> Exercise instructions: Please set down all of the data below verbatim.

> Listed records:

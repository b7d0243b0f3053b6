//! Reads log history the live tailer does not replay: the current file's
//! head/tail, and rotated archive files (transparently gzip-decompressed).

use std::fs::File;
use std::io::Read;
use std::path::{Path, PathBuf};

use chrono::{DateTime, Utc};
use flate2::read::GzDecoder;
use percent_encoding::{AsciiSet, NON_ALPHANUMERIC};
use serde::Serialize;

use crate::error::ArchiveError;

/// Leaves filename-typical characters unescaped; encodes everything else,
/// including `/` so each escaped segment can be safely rejoined.
const ARCHIVE_NAME_ESCAPE: &AsciiSet = &NON_ALPHANUMERIC.remove(b'_').remove(b'-').remove(b'.');

#[derive(Debug, Clone, Serialize)]
pub struct ArchiveEntry {
    pub name: String,
    pub modified: DateTime<Utc>,
}

/// Returns the last `limit` non-empty lines of a file's current content.
/// `limit == 0` returns every line.
pub fn read_current(path: &Path, limit: usize) -> Result<Vec<String>, ArchiveError> {
    let bytes = std::fs::read(path).map_err(|source| ArchiveError::Read {
        path: path.to_path_buf(),
        source,
    })?;
    Ok(tail_lines(&bytes, limit))
}

/// Lists archive files matching `pattern` under `root`, newest first.
pub fn list_archives(root: &Path, pattern: &str) -> Result<Vec<ArchiveEntry>, ArchiveError> {
    let full_pattern = root.join(pattern);
    let full_pattern_str = full_pattern.to_string_lossy().to_string();

    let paths = glob::glob(&full_pattern_str).map_err(|source| ArchiveError::Glob {
        pattern: full_pattern_str,
        source,
    })?;

    let mut entries = Vec::new();
    for path in paths.flatten() {
        let meta = match std::fs::metadata(&path) {
            Ok(m) => m,
            Err(_) => continue,
        };
        let modified: DateTime<Utc> = meta.modified().map(DateTime::<Utc>::from).unwrap_or_else(|_| Utc::now());
        let relative = path.strip_prefix(root).unwrap_or(&path).to_string_lossy().replace('\\', "/");
        let name = relative
            .split('/')
            .map(|segment| percent_encoding::utf8_percent_encode(segment, ARCHIVE_NAME_ESCAPE).to_string())
            .collect::<Vec<_>>()
            .join("/");
        entries.push(ArchiveEntry { name, modified });
    }

    entries.sort_by(|a, b| b.modified.cmp(&a.modified));
    Ok(entries)
}

/// Reads an archive file by name relative to `root`, transparently
/// decompressing gzip content, and returns its tail.
pub fn read_archive(root: &Path, name: &str, limit: usize) -> Result<Vec<String>, ArchiveError> {
    let path = resolve_archive_path(root, name)?;
    if !path.is_file() {
        return Err(ArchiveError::NotFound { path });
    }

    let mut file = File::open(&path).map_err(|source| ArchiveError::Read {
        path: path.clone(),
        source,
    })?;

    let mut sniff = vec![0u8; 512];
    let n = file.read(&mut sniff).map_err(|source| ArchiveError::Read {
        path: path.clone(),
        source,
    })?;
    sniff.truncate(n);

    let mut rest = Vec::new();
    file.read_to_end(&mut rest).map_err(|source| ArchiveError::Read {
        path: path.clone(),
        source,
    })?;

    let mut full = sniff;
    full.extend_from_slice(&rest);

    let decompressed = if is_gzip(&full) {
        let mut decoder = GzDecoder::new(full.as_slice());
        let mut out = Vec::new();
        decoder.read_to_end(&mut out).map_err(|source| ArchiveError::Read {
            path: path.clone(),
            source,
        })?;
        out
    } else {
        full
    };

    Ok(tail_lines(&decompressed, limit))
}

/// Rejects archive names that would escape `root` via `..` or an absolute path.
fn resolve_archive_path(root: &Path, name: &str) -> Result<PathBuf, ArchiveError> {
    let candidate = root.join(name);
    if name.split('/').any(|segment| segment == "..") {
        return Err(ArchiveError::NotFound { path: candidate });
    }
    Ok(candidate)
}

fn is_gzip(bytes: &[u8]) -> bool {
    bytes.len() >= 2 && bytes[0] == 0x1f && bytes[1] == 0x8b
}

fn tail_lines(bytes: &[u8], limit: usize) -> Vec<String> {
    let text = String::from_utf8_lossy(bytes);
    let lines: Vec<&str> = text.lines().collect();
    let start = if limit == 0 || lines.len() <= limit {
        0
    } else {
        lines.len() - limit
    };
    lines[start..].iter().map(|s| s.to_string()).collect()
}

#[cfg(test)]
mod tests {
    use super::*;
    use std::io::Write;

    #[test]
    fn tail_lines_respects_limit() {
        let content = b"a\nb\nc\nd\n";
        assert_eq!(tail_lines(content, 2), vec!["c", "d"]);
        assert_eq!(tail_lines(content, 0), vec!["a", "b", "c", "d"]);
    }

    #[test]
    fn reads_plain_archive() {
        let dir = tempfile::tempdir().unwrap();
        std::fs::write(dir.path().join("app.log.1"), b"one\ntwo\n").unwrap();
        let lines = read_archive(dir.path(), "app.log.1", 0).unwrap();
        assert_eq!(lines, vec!["one", "two"]);
    }

    #[test]
    fn reads_gzip_archive_transparently() {
        let dir = tempfile::tempdir().unwrap();
        let path = dir.path().join("app.log.1.gz");
        let mut encoder = flate2::write::GzEncoder::new(Vec::new(), flate2::Compression::default());
        encoder.write_all(b"one\ntwo\nthree\n").unwrap();
        let compressed = encoder.finish().unwrap();
        std::fs::write(&path, compressed).unwrap();

        let lines = read_archive(dir.path(), "app.log.1.gz", 2).unwrap();
        assert_eq!(lines, vec!["two", "three"]);
    }

    #[test]
    fn rejects_path_escape() {
        let dir = tempfile::tempdir().unwrap();
        let result = read_archive(dir.path(), "../secret", 0);
        assert!(result.is_err());
    }

    #[test]
    fn lists_archives_newest_first() {
        let dir = tempfile::tempdir().unwrap();
        std::fs::write(dir.path().join("a.log.1"), b"x").unwrap();
        std::thread::sleep(std::time::Duration::from_millis(10));
        std::fs::write(dir.path().join("a.log.2"), b"x").unwrap();

        let entries = list_archives(dir.path(), "a.log.*").unwrap();
        assert_eq!(entries.len(), 2);
        assert!(entries[0].modified >= entries[1].modified);
    }

    #[test]
    fn lists_archives_escapes_special_characters_in_name() {
        let dir = tempfile::tempdir().unwrap();
        std::fs::write(dir.path().join("app log #1.log"), b"x").unwrap();

        let entries = list_archives(dir.path(), "*.log").unwrap();
        assert_eq!(entries.len(), 1);
        assert_eq!(entries[0].name, "app%20log%20%231.log");
    }
}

> Solved exercise:
repository b7d0243b0f3053b6
//! Reads log history the live tailer does not replay: the current file's
//! head/tail, and rotated archive files (transparently gzip-decompressed).

use std::fs::File;
use std::io::Read;
use std::path::{Path, PathBuf};

use chrono::{DateTime, Utc};
use flate2::read::GzDecoder;
use percent_encoding::{AsciiSet, NON_ALPHANUMERIC};
use serde::Serialize;

use crate::error::ArchiveError;

/// Leaves filename-typical characters unescaped; encodes everything else,
/// including `/` so each escaped segment can be safely rejoined.
const ARCHIVE_NAME_ESCAPE: &AsciiSet = &NON_ALPHANUMERIC.remove(b'_').remove(b'-').remove(b'.');

#[derive(Debug, Clone, Serialize)]
pub struct ArchiveEntry {
    pub name: String,
    pub modified: DateTime<Utc>,
}

/// Returns the last `limit` non-empty lines of a file's current content.
/// `limit == 0` returns every line.
pub fn read_current(path: &Path, limit: usize) -> Result<Vec<String>, ArchiveError> {
    let bytes = std::fs::read(path).map_err(|source| ArchiveError::Read {
        path: path.to_path_buf(),
        source,
    })?;
    Ok(tail_lines(&bytes, limit))
}

/// Lists archive files matching `pattern` under `root`, newest first.
pub fn list_archives(root: &Path, pattern: &str) -> Result<Vec<ArchiveEntry>, ArchiveError> {
    let full_pattern = root.join(pattern);
    let full_pattern_str = full_pattern.to_string_lossy().to_string();

    let paths = glob::glob(&full_pattern_str).map_err(|source| ArchiveError::Glob {
        pattern: full_pattern_str,
        source,
    })?;

    let mut entries = Vec::new();
    for path in paths.flatten() {
        let meta = match std::fs::metadata(&path) {
            Ok(m) => m,
            Err(_) => continue,
        };
        let modified: DateTime<Utc> = meta.modified().map(DateTime::<Utc>::from).unwrap_or_else(|_| Utc::now());
        let relative = path.strip_prefix(root).unwrap_or(&path).to_string_lossy().replace('\\', "/");
        let name = relative
            .split('/')
            .map(|segment| percent_encoding::utf8_percent_encode(segment, ARCHIVE_NAME_ESCAPE).to_string())
            .collect::<Vec<_>>()
            .join("/");
        entries.push(ArchiveEntry { name, modified });
    }

    entries.sort_by(|a, b| b.modified.cmp(&a.modified));
    Ok(entries)
}

/// Reads an archive file by name relative to `root`, transparently
/// decompressing gzip content, and returns its tail.
pub fn read_archive(root: &Path, name: &str, limit: usize) -> Result<Vec<String>, ArchiveError> {
    let path = resolve_archive_path(root, name)?;
    if !path.is_file() {
        return Err(ArchiveError::NotFound { path });
    }

    let mut file = File::open(&path).map_err(|source| ArchiveError::Read {
        path: path.clone(),
        source,
    })?;

    let mut sniff = vec![0u8; 512];
    let n = file.read(&mut sniff).map_err(|source| ArchiveError::Read {
        path: path.clone(),
        source,
    })?;
    sniff.truncate(n);

    let mut rest = Vec::new();
    file.read_to_end(&mut rest).map_err(|source| ArchiveError::Read {
        path: path.clone(),
        source,
    })?;

    let mut full = sniff;
    full.extend_from_slice(&rest);

    let decompressed = if is_gzip(&full) {
        let mut decoder = GzDecoder::new(full.as_slice());
        let mut out = Vec::new();
        decoder.read_to_end(&mut out).map_err(|source| ArchiveError::Read {
            path: path.clone(),
            source,
        })?;
        out
    } else {
        full
    };

    Ok(tail_lines(&decompressed, limit))
}

/// Rejects archive names that would escape `root` via `..` or an absolute path.
fn resolve_archive_path(root: &Path, name: &str) -> Result<PathBuf, ArchiveError> {
    let candidate = root.join(name);
    if name.split('/').any(|segment| segment == "..") {
        return Err(ArchiveError::NotFound { path: candidate });
    }
    Ok(candidate)
}

fn is_gzip(bytes: &[u8]) -> bool {
    bytes.len() >= 2 && bytes[0] == 0x1f && bytes[1] == 0x8b
}

fn tail_lines(bytes: &[u8], limit: usize) -> Vec<String> {
    let text = String::from_utf8_lossy(bytes);
    let lines: Vec<&str> = text.lines().collect();
    let start = if limit == 0 || lines.len() <= limit {
        0
    } else {
        lines.len() - limit
    };
    lines[start..].iter().map(|s| s.to_string()).collect()
}

#[cfg(test)]
mod tests {
    use super::*;
    use std::io::Write;

    #[test]
    fn tail_lines_respects_limit() {
        let content = b"a\nb\nc\nd\n";
        assert_eq!(tail_lines(content, 2), vec!["c", "d"]);
        assert_eq!(tail_lines(content, 0), vec!["a", "b", "c", "d"]);
    }

    #[test]
    fn reads_plain_archive() {
        let dir = tempfile::tempdir().unwrap();
        std::fs::write(dir.path().join("app.log.1"), b"one\ntwo\n").unwrap();
        let lines = read_archive(dir.path(), "app.log.1", 0).unwrap();
        assert_eq!(lines, vec!["one", "two"]);
    }

    #[test]
    fn reads_gzip_archive_transparently() {
        let dir = tempfile::tempdir().unwrap();
        let path = dir.path().join("app.log.1.gz");
        let mut encoder = flate2::write::GzEncoder::new(Vec::new(), flate2::Compression::default());
        encoder.write_all(b"one\ntwo\nthree\n").unwrap();
        let compressed = encoder.finish().unwrap();
        std::fs::write(&path, compressed).unwrap();

        let lines = read_archive(dir.path(), "app.log.1.gz", 2).unwrap();
        assert_eq!(lines, vec!["two", "three"]);
    }

    #[test]
    fn rejects_path_escape() {
        let dir = tempfile::tempdir().unwrap();
        let result = read_archive(dir.path(), "../secret", 0);
        assert!(result.is_err());
    }

    #[test]
    fn lists_archives_newest_first() {
        let dir = tempfile::tempdir().unwrap();
        std::fs::write(dir.path().join("a.log.1"), b"x").unwrap();
        std::thread::sleep(std::time::Duration::from_millis(10));
        std::fs::write(dir.path().join("a.log.2"), b"x").unwrap();

        let entries = list_archives(dir.path(), "a.log.*").unwrap();
        assert_eq!(entries.len(), 2);
        assert!(entries[0].modified >= entries[1].modified);
    }

    #[test]
    fn lists_archives_escapes_special_characters_in_name() {
        let dir = tempfile::tempdir().unwrap();
        std::fs::write(dir.path().join("app log #1.log"), b"x").unwrap();

        let entries = list_archives(dir.path(), "*.log").unwrap();
        assert_eq!(entries.len(), 1);
        assert_eq!(entries[0].name, "app%20log%20%231.log");
    }
}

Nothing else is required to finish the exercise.